§ **Task objective**: The exercise asks you to copy every line below in which "PropType" appears.

Extracted information section start

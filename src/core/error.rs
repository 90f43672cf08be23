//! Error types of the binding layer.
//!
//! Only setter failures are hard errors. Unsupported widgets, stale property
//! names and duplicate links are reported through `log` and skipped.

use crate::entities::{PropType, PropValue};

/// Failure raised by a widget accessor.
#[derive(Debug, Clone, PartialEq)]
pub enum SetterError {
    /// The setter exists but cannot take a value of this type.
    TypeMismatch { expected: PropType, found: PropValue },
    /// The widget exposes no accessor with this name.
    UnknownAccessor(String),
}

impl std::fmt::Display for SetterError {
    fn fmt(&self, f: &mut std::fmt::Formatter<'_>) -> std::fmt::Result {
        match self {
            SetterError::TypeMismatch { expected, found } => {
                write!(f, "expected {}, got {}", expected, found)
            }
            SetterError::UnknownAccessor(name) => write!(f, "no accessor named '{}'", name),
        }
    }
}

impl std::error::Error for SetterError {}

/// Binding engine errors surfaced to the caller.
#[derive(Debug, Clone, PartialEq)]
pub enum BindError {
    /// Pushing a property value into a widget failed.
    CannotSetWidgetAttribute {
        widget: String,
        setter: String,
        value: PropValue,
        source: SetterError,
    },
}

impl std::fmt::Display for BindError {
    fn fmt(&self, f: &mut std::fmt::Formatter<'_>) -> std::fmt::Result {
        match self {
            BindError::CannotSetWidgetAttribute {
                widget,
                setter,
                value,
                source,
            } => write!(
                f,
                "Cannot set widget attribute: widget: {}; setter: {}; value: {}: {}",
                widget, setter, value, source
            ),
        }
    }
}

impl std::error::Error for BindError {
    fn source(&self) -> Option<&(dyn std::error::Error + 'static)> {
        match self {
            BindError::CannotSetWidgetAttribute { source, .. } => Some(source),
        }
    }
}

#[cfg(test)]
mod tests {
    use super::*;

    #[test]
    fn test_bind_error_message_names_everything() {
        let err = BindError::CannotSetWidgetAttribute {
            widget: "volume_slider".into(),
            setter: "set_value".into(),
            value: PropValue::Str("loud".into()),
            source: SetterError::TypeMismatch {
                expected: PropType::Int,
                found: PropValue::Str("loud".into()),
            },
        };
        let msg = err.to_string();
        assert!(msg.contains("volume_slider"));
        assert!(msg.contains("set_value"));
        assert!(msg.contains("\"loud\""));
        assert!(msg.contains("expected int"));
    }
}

Extracted information section end
Extracted information section start

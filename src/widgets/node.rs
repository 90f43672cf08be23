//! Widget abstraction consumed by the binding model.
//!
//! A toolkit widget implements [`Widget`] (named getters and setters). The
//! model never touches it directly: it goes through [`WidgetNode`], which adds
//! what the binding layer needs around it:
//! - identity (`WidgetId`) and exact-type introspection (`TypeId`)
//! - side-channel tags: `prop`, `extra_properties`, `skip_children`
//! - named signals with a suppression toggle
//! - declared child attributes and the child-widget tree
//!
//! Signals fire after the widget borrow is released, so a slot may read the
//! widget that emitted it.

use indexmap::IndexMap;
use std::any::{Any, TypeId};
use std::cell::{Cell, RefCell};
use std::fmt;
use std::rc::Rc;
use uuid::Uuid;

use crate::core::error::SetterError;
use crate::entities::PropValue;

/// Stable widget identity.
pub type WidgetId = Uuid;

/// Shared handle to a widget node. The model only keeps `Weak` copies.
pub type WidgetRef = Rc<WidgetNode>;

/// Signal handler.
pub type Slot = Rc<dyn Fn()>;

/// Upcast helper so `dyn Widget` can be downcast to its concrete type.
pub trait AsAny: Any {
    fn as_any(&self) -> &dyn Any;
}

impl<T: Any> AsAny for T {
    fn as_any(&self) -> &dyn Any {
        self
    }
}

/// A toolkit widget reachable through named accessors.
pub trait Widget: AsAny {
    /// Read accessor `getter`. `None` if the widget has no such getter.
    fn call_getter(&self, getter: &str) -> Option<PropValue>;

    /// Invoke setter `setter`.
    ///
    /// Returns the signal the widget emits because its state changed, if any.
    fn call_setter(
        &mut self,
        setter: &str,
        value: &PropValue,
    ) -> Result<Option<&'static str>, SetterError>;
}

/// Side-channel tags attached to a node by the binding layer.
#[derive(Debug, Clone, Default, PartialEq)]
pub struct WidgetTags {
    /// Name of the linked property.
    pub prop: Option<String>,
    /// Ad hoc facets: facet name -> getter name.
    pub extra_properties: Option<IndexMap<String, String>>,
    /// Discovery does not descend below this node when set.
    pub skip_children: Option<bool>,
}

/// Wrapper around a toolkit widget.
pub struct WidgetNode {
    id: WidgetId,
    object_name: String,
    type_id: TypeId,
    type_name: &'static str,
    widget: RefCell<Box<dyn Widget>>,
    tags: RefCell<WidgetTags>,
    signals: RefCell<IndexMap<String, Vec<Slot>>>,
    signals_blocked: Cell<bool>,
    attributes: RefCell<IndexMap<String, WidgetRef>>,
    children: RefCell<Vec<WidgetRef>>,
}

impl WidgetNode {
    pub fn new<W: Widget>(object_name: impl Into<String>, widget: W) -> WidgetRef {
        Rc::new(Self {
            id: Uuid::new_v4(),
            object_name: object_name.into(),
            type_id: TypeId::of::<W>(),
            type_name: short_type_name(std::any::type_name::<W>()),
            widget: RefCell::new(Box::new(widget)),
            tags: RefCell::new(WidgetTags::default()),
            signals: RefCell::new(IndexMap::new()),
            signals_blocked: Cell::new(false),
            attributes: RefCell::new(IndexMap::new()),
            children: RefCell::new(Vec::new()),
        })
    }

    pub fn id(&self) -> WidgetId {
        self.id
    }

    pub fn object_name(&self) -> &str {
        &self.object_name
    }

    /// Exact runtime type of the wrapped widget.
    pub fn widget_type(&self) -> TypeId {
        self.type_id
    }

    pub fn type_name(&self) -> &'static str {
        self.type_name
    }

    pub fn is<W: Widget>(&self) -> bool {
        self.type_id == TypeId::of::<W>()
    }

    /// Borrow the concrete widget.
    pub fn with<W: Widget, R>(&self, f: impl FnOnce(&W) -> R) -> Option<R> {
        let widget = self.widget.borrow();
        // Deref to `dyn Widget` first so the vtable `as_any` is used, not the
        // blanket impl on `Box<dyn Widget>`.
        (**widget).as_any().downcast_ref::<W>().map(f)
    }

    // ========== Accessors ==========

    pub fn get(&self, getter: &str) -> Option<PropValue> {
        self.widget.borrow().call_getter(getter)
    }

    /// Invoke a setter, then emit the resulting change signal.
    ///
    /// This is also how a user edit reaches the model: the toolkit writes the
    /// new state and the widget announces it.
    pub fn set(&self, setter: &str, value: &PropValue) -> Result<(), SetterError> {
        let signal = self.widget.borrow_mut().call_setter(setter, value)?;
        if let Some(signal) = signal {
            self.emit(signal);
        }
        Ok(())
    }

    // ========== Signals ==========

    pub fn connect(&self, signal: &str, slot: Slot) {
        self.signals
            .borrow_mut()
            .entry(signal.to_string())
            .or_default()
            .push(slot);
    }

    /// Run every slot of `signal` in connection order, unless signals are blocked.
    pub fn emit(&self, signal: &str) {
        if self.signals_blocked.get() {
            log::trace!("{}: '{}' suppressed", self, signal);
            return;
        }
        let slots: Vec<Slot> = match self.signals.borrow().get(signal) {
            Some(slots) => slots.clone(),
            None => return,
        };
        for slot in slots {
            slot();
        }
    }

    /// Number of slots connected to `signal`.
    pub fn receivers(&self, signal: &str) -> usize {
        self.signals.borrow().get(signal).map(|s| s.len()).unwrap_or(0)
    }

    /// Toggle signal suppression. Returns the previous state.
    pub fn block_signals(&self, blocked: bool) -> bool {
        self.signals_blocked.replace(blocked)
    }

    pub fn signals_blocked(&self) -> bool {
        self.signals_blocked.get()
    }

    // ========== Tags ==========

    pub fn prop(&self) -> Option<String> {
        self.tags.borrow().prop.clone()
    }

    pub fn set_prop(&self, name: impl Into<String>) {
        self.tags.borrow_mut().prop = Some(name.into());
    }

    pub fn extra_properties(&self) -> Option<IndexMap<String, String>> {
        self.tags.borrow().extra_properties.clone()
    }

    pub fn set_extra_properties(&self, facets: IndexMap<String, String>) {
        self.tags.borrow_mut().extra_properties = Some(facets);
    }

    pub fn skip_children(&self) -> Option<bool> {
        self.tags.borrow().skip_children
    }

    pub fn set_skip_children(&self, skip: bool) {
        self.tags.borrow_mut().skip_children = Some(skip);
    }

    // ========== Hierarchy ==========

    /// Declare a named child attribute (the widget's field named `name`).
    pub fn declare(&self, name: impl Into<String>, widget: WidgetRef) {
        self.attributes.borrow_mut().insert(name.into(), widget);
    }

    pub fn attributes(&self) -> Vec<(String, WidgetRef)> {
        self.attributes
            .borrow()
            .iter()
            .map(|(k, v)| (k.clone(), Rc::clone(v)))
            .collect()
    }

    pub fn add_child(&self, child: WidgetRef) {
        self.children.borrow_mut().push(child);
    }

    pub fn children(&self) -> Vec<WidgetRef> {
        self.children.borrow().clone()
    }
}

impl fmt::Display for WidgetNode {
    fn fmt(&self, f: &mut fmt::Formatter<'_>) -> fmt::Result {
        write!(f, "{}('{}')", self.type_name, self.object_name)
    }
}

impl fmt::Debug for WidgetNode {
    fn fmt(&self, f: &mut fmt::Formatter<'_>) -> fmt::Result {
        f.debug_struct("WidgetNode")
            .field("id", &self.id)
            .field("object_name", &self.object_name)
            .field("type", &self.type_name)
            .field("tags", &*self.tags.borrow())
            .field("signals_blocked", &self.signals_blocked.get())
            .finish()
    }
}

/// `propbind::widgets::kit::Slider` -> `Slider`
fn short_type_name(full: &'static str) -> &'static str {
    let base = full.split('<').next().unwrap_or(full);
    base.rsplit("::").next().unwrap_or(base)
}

Extracted information section end
Extracted information section start

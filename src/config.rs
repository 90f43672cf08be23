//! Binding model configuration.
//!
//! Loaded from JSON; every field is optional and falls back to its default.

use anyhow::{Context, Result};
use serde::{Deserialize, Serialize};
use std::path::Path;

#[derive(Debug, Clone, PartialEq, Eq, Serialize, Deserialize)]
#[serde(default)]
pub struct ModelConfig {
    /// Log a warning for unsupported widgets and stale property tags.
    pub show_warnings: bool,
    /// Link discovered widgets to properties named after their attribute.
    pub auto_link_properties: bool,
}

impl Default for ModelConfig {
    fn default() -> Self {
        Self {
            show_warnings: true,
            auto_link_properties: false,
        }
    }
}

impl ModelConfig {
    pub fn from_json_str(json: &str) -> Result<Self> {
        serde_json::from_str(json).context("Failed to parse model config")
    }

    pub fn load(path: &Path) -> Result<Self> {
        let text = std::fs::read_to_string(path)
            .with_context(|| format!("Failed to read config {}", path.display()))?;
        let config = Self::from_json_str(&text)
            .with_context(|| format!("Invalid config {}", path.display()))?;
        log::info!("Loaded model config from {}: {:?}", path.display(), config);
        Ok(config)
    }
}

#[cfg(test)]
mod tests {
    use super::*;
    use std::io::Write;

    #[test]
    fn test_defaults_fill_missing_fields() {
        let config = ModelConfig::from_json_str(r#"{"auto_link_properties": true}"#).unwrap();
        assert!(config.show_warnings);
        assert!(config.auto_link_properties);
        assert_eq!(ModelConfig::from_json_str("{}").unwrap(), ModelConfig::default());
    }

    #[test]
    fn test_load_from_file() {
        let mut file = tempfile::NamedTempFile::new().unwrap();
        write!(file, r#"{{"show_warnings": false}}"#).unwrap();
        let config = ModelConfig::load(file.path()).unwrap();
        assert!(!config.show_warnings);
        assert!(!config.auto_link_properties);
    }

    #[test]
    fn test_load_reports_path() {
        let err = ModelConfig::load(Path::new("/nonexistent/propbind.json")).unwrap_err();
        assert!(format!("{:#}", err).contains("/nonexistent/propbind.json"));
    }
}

Extracted information section end

§ **Exercise answer**:
use crate::entities::{PropType, PropValue};
    TypeMismatch { expected: PropType, found: PropValue },
                expected: PropType::Int,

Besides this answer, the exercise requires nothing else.